MERRY’S MUSEUM.


Vol. VIII. JULY, 1844. No. 1.


“Now comes July, and with his fervid noon

Unsinews labor. The swinkt mower sleeps;

The weary maid walks feebly; the warm swain

Pitches his load reluctant; the faint steer,

Lashing his sides, draws sulkily along

The slow, encumbered wain in midday heat.”

Such is the picture of this month, drawn by an old English poet. With us the heat is still greater than in England; yet the farmers keep busily at work in the fields; and, to say truth, it is about as comfortable to be at work, as to be idle.

Leigh Hunt, speaking of this month in England, says, “The heat in this month is greatest on account of its duration. There is a sense of heat and quiet all over nature. The birds are silent. The little brooks are dried up. The earth is parched. The shadows of the trees are particularly grateful, heavy and still. The oaks, which are freshest, because latest in leaf, form noble, clumpy canopies, looking, as you lie under them, of a strong emulous green, against the blue sky. The traveller delights to cut across the country, through the fields and the leafy lanes, where nevertheless the flints sparkle with heat. The cattle get into the shade, or stand in the water. The active and air-cutting swallows, now beginning to assemble for migration, seek their prey among the shady places, where the insects, though of differently compounded natures, ‘fleshless and bloodless,’ seem to get for coolness, as they do at other times for warmth. The sound of insects is likewise the only audible sound now, increasing rather than lessening the sense of quiet by its gentle contrast. The bee now and then sweeps across the ear with his gravest tone. The gnats

‘Their murmuring mall trumpets sounden wide,’

and here and there, the little musician of the grass touches forth his tricksy note.

‘The poetry of earth is never dead;

When all the birds are faint with the hot sun

And hide in cooling trees, a voice will run

From hedge to hedge about the new mown mead;

That is the grasshopper’s.’

“Besides some of the flowers of the last month, there are candy-tufts, catch-fly, columbines, egg plant, French marigold, lavateras, marvel of Peru, verducas, tube roses, which seem born of the white rose and lily; and scarlet beans, which, though we are apt to think little of them, because they furnish us with a good vegetable, are quick and beautiful growing, and in a few weeks will hang a walk or trellis, with an exuberant tapestry of scarlet and green.

“The fruits begin to abound, and are more noticed in proportion to the necessity for them, occasioned by the summer heat.
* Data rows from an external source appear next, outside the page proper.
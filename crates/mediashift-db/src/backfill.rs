//! Path prefix backfill
//!
//! One-off corrective job: every stored path that does not yet start with the
//! required prefix gets it prepended. Records are streamed from the store and
//! updated one at a time; the first failed write stops the run and leaves the
//! records already updated as they are.

use crate::db::records::PathRecordStore;
use futures::TryStreamExt;
use mediashift_core::constants::MEDIA_PREFIX;
use mediashift_core::AppError;

#[derive(Debug, Clone)]
pub struct PathPrefixBackfill {
    required_prefix: String,
}

impl Default for PathPrefixBackfill {
    fn default() -> Self {
        Self::new(MEDIA_PREFIX)
    }
}

impl PathPrefixBackfill {
    pub fn new(required_prefix: impl Into<String>) -> Self {
        Self {
            required_prefix: required_prefix.into(),
        }
    }

    pub fn required_prefix(&self) -> &str {
        &self.required_prefix
    }

    /// The rewritten path, or `None` when `path` needs no change.
    ///
    /// This is a prefix check: `foo/media/bar.jpg` still gets prefixed.
    pub fn rewrite(&self, path: &str) -> Option<String> {
        if path.is_empty() || path.starts_with(&self.required_prefix) {
            None
        } else {
            Some(format!("{}{}", self.required_prefix, path))
        }
    }

    /// Run over every record with a path; returns how many were modified.
    #[tracing::instrument(skip(self, store), fields(prefix = %self.required_prefix))]
    pub async fn run(&self, store: &dyn PathRecordStore) -> Result<u64, AppError> {
        let mut records = store.records_with_path();
        let mut updated = 0u64;

        while let Some(record) = records.try_next().await? {
            let Some(path) = record.file_path.as_deref() else {
                continue;
            };
            let Some(new_path) = self.rewrite(path) else {
                continue;
            };

            if let Err(e) = store.update_file_path(record.id, &new_path).await {
                tracing::error!(
                    error = %e,
                    record_id = record.id,
                    updated,
                    "Path backfill stopped on failed write"
                );
                return Err(e);
            }

            tracing::info!(
                record_id = record.id,
                old_path = %path,
                new_path = %new_path,
                "Updated file path"
            );
            updated += 1;
        }

        tracing::info!(updated, "Path backfill completed");
        Ok(updated)
    }
}

/// Prefix every stored path in `store` with `required_prefix`.
pub async fn run_path_backfill(
    store: &dyn PathRecordStore,
    required_prefix: &str,
) -> Result<u64, AppError> {
    PathPrefixBackfill::new(required_prefix).run(store).await
}
//! Mediashift Storage Library
//!
//! This crate provides upload key generation, the Storage trait and its S3 and
//! local filesystem implementations, plus the upload and sync services built on top.
//!
//! # Storage key format
//!
//! - **Local mode**: the original filename; the local backend renames on collision.
//! - **Remote mode**: `{entity_type}/{uuid}_{seconds.micros}_{filename}`, because the
//!   bucket overwrites objects stored under an existing key.
//!
//! Keys must not contain `..` or a leading `/`.

pub mod factory;
pub mod keys;
#[cfg(feature = "storage-local")]
pub mod local;
#[cfg(feature = "storage-s3")]
pub mod s3;
pub mod sync;
pub mod traits;
pub mod upload;
pub mod url;

// Re-export commonly used types
pub use factory::create_storage;
#[cfg(feature = "storage-s3")]
pub use factory::create_s3_storage;
pub use keys::{generate_upload_key, StorageKey, UploadPathGenerator, UploadRequest};
#[cfg(feature = "storage-local")]
pub use local::LocalStorage;
pub use mediashift_core::{StorageBackend, StorageMode};
#[cfg(feature = "storage-s3")]
pub use s3::S3Storage;
pub use sync::{sync_directory, SyncReport};
pub use traits::{Storage, StorageError, StorageResult};
pub use upload::{MediaUploader, StoredFile};
pub use url::PublicUrlTemplate;
//! Public URL templates.
//!
//! A template may reference `{bucket}`, `{region}` and `{key}`. Bucket and region
//! are resolved once; the key is substituted per file, or appended when the
//! template has no `{key}` placeholder. Each `/`-separated key segment is
//! percent-encoded.

use crate::traits::{StorageError, StorageResult};

const KEY_PLACEHOLDER: &str = "{key}";

#[derive(Debug, Clone, PartialEq, Eq)]
pub struct PublicUrlTemplate {
    resolved: String,
}

impl PublicUrlTemplate {
    /// Resolve `template` against the bucket and region it will serve.
    pub fn parse(template: &str, bucket: Option<&str>, region: Option<&str>) -> StorageResult<Self> {
        let mut resolved = template.trim().to_string();
        if resolved.is_empty() {
            return Err(StorageError::ConfigError(
                "Public URL template must not be empty".to_string(),
            ));
        }

        for (placeholder, value, name) in [
            ("{bucket}", bucket, "bucket"),
            ("{region}", region, "region"),
        ] {
            if resolved.contains(placeholder) {
                let value = value.ok_or_else(|| {
                    StorageError::ConfigError(format!(
                        "Public URL template references {} but no {} is configured",
                        placeholder, name
                    ))
                })?;
                resolved = resolved.replace(placeholder, value);
            }
        }

        if resolved.matches(KEY_PLACEHOLDER).count() > 1 {
            return Err(StorageError::ConfigError(
                "Public URL template may contain {key} at most once".to_string(),
            ));
        }

        Ok(Self { resolved })
    }

    /// Default S3 layout: virtual-hosted AWS URLs, or path-style for custom endpoints.
    pub fn s3_default(bucket: &str, region: &str, endpoint: Option<&str>) -> Self {
        let resolved = match endpoint {
            Some(endpoint) => format!("{}/{}/{{key}}", endpoint.trim_end_matches('/'), bucket),
            None => format!("https://{}.s3.{}.amazonaws.com/{{key}}", bucket, region),
        };
        Self { resolved }
    }

    /// Build the public URL for `key`.
    pub fn url_for(&self, key: &str) -> String {
        let key = encode_key(key.trim_start_matches('/'));
        let key = key.as_str();
        if self.resolved.contains(KEY_PLACEHOLDER) {
            self.resolved.replace(KEY_PLACEHOLDER, key)
        } else {
            format!("{}/{}", self.resolved.trim_end_matches('/'), key)
        }
    }
}

fn encode_key(key: &str) -> String {
    key.split('/')
        .map(urlencoding::encode)
        .collect::<Vec<_>>()
        .join("/")
}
The strawberries are in their greatest quantity and perfection; and currants, gooseberries and raspberries, have a world of juice for us, prepared as it were, in so many crowds of little bottles, in which the sunshine has turned the dew of April into wine. The strawberry lurks about under a beautiful leaf. Currants are also extremely beautiful. A handsome bunch looks like pearls, or rubies, and an imitation of it would make a most graceful earring.

“It is now the season for bathing; a refreshment too little taken in this country, either in summer or winter. We say in winter, because with very little care in placing it in a cistern, and having a leathern pipe for it, a bath may be easily filled once or twice a week with warm water; and it is a vulgar error that the warm bath relaxes.”


Military Chivalry.—“I heard once,” said Father Phil, “a pretty little bit of an anecdote about the way the French behaved to one of our Irish regiments on a retreat in Spain. They were going through a river—they were—and the French, taking advantage of their helpless condition, were peppering away at them hard and fast, until some women ran down, poor creatures, to the shore, and the stream was so deep in the middle that they could scarcely ford it; so some dragoons, who were galloping as fast as they could out of the fire, pulled up on seeing the condition of the womankind, and each horseman took up a woman behind him, though it diminished his own power of flying from the danger. The moment the French saw this act of manly courage, they ceased firing, and gave a cheer for the dragoons; and as long as the women were within gun-shot, not a trigger was pulled in the French line, but volleys of cheers instead of ball cartridges, were sent after the brigade till all the women were over.”